═════ TASK INPUTS ═════

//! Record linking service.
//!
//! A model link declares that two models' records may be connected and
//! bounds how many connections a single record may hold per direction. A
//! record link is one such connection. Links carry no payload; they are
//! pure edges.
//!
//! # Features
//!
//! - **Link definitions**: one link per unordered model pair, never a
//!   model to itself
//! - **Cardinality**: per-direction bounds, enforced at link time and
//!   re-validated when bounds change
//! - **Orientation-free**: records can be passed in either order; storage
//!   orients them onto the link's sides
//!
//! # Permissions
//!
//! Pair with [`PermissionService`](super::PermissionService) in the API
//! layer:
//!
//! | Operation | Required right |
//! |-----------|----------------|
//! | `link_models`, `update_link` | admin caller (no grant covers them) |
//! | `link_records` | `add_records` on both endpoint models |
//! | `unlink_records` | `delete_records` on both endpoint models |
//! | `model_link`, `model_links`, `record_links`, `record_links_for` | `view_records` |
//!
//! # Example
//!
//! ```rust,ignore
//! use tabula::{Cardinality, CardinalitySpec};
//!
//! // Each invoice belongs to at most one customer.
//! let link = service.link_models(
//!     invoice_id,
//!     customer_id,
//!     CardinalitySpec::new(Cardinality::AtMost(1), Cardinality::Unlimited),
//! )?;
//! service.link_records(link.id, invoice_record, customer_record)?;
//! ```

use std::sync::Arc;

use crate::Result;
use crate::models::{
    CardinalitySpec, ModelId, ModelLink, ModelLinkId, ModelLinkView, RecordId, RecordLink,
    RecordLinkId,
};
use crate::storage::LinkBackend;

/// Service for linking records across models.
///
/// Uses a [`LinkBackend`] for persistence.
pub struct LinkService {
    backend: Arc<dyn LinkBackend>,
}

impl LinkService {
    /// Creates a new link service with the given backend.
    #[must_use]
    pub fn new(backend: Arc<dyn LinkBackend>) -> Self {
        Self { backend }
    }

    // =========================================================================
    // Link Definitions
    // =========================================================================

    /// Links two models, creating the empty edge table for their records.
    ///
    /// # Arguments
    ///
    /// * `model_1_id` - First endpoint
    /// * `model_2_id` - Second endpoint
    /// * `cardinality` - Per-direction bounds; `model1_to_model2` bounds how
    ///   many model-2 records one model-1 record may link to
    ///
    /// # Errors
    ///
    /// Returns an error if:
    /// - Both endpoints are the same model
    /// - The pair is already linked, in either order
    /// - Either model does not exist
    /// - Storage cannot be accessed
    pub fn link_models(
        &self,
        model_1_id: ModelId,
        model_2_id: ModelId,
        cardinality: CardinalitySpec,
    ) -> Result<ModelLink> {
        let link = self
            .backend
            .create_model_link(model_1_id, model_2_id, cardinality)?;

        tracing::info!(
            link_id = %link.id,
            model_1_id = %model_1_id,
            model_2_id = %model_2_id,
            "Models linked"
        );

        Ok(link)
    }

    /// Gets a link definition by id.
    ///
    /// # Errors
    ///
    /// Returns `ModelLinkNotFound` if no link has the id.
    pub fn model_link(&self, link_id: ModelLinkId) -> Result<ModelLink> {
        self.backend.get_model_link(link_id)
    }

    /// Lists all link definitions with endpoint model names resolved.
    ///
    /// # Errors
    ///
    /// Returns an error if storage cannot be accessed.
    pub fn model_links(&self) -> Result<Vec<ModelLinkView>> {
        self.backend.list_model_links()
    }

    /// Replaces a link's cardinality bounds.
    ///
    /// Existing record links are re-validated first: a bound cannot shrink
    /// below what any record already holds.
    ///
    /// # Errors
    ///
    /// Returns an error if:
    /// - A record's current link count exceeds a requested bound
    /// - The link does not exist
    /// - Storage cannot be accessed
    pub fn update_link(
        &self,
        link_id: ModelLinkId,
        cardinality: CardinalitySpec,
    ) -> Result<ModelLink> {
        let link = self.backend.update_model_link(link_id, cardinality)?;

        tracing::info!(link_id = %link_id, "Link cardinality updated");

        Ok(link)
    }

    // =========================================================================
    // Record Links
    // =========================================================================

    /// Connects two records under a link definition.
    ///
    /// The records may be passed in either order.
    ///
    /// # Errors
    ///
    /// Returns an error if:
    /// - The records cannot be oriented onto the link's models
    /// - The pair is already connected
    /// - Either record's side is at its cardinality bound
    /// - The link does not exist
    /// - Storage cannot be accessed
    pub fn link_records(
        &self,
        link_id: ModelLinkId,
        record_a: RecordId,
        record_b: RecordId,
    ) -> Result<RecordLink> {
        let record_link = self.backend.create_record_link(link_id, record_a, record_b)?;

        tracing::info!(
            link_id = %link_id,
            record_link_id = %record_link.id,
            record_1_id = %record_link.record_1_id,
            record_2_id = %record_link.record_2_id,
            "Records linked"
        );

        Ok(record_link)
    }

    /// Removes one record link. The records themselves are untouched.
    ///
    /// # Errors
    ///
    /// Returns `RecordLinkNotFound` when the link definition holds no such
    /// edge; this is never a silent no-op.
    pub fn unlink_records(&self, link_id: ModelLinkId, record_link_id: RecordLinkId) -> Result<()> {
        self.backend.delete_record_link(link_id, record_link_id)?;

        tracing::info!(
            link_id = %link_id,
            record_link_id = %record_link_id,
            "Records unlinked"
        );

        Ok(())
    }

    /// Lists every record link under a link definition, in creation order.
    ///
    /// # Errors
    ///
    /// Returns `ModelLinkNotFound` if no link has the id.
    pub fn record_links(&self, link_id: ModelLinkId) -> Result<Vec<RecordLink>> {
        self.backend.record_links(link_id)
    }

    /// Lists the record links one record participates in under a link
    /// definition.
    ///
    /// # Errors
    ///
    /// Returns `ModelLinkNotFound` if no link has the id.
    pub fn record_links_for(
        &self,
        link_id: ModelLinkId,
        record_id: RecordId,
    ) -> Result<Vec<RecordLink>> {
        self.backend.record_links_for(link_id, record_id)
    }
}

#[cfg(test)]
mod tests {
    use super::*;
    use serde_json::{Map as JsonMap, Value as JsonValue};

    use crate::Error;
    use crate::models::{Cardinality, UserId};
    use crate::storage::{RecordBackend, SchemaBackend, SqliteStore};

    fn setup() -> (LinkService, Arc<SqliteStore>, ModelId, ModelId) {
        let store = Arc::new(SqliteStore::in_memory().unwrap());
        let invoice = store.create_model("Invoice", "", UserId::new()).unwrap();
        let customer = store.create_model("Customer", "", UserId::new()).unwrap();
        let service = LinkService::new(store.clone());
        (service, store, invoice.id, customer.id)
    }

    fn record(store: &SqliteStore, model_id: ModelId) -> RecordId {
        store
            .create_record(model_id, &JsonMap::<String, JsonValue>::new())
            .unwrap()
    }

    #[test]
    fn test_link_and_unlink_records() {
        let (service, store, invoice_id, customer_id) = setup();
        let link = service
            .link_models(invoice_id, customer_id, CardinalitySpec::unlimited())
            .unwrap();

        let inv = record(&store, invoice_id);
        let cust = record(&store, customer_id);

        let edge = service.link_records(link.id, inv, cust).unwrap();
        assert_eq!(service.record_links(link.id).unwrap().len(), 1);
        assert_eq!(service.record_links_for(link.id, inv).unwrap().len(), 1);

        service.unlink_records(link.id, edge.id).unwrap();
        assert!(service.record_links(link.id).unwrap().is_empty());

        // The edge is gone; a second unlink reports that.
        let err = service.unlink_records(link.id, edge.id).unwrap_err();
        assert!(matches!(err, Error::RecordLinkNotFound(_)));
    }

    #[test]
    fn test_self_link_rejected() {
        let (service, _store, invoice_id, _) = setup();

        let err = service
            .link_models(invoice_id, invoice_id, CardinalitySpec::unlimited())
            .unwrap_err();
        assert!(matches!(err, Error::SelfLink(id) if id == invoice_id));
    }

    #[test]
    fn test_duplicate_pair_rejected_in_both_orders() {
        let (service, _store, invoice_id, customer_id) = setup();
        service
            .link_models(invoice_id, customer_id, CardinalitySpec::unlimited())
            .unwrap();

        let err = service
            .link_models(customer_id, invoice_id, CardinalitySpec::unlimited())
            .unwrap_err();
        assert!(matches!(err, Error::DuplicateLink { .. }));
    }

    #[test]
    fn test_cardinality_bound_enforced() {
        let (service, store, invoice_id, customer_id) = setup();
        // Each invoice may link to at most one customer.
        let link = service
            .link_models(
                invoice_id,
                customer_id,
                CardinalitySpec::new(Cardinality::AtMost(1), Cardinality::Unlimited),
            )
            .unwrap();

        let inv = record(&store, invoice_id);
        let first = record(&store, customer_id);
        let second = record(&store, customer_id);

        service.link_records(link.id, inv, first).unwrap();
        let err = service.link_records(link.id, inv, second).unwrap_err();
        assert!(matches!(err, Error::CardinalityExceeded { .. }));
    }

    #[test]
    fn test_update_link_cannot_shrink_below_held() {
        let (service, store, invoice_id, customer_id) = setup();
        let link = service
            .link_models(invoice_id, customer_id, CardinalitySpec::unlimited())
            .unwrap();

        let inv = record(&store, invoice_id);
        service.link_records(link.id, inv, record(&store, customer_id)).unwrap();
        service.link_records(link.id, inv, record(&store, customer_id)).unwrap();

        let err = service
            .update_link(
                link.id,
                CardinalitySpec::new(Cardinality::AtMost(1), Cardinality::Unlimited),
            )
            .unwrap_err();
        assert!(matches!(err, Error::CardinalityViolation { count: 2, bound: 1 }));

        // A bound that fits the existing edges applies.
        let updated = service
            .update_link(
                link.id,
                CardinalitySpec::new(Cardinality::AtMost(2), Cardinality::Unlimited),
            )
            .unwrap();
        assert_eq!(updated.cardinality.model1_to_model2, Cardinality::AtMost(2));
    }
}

═════

### WHAT IS REQUIRED
From the entries above, copy each line that holds "LinkService".

### RESPONSE
pub struct LinkService {
impl LinkService {
    fn setup() -> (LinkService, Arc<SqliteStore>, ModelId, ModelId) {
        let service = LinkService::new(store.clone());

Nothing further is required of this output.